Evidence Profiles for Validity Threats in Program Comprehension Experiments
Searching for clues, gathering evidence, and reviewing case files are all techniques used by criminal investigators to draw sound conclusions and avoid wrongful convictions. Similarly, medicine has a long tradition of evidence-based practice, in which administering a treatment without evidence of its efficacy is considered malpractice. In software engineering (SE), study designs that are based on evidence enable sound methodologies, including the mitigation of validity threats. The SE body of knowledge is, however, missing out on evidence of validity threats.
Echoing a recent call for evaluation of design decisions in program comprehension experiments, we conducted a 2-phases study consisting of systematic literature searches, snowballing, and thematic synthesis. We found out (1) which validity threat categories are most often discussed in primary studies of code comprehension, and (2) what are the evidence profiles for the three most commonly reported threats to validity.
We discovered that few mentions of validity threats in primary studies (31 of 409) were supported by referenced evidence. For the three most common threats, i.e., influences of programming experience, program length, and selected comprehension measures, almost all cited studies (17 of 18) did not meet our criteria for evidence. We show that for many threats to validity that are currently assumed to be influential across all studies, their actual impact may depend very much on the design and context of each specific study.
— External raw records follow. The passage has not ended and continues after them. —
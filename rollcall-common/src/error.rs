//! Common error types for rollcall

use thiserror::Error;

/// Common result type for rollcall operations
pub type Result<T> = std::result::Result<T, Error>;

/// Common error types across rollcall services
#[derive(Error, Debug)]
pub enum Error {
    /// Database operation error (wraps sqlx::Error)
    #[cfg(feature = "sqlx")]
    #[error("Database error: {0}")]
    Database(#[from] sqlx::Error),

    /// I/O operation error (wraps std::io::Error)
    #[error("IO error: {0}")]
    Io(#[from] std::io::Error),

    /// Configuration loading or validation error
    #[error("Configuration error: {0}")]
    Config(String),

    /// Requested resource not found
    #[error("Not found: {0}")]
    NotFound(String),

    /// Invalid user input or request parameter
    #[error("Invalid input: {0}")]
    InvalidInput(String),

    /// Internal server error
    #[error("Internal error: {0}")]
    Internal(String),
}

impl Error {
    /// True when the underlying SQLite error is a transient lock
    #[cfg(feature = "sqlx")]
    pub fn is_database_locked(&self) -> bool {
        match self {
            Error::Database(db_err) => {
                let text = db_err.to_string();
                text.contains("database is locked") || text.contains("database table is locked")
            }
            _ => false,
        }
    }
}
Researchers should discuss threats to validity within the context of their particular study and support their discussions with evidence. The present paper can be one resource for evidence, and we call for more meta-studies of this type to be conducted, which will then inform design decisions in primary studies. Further, although we have applied our methodology in the context of program comprehension, our approach can also be used in other SE research areas to enable evidence-based experiment design decisions and meaningful discussions of threats to validity.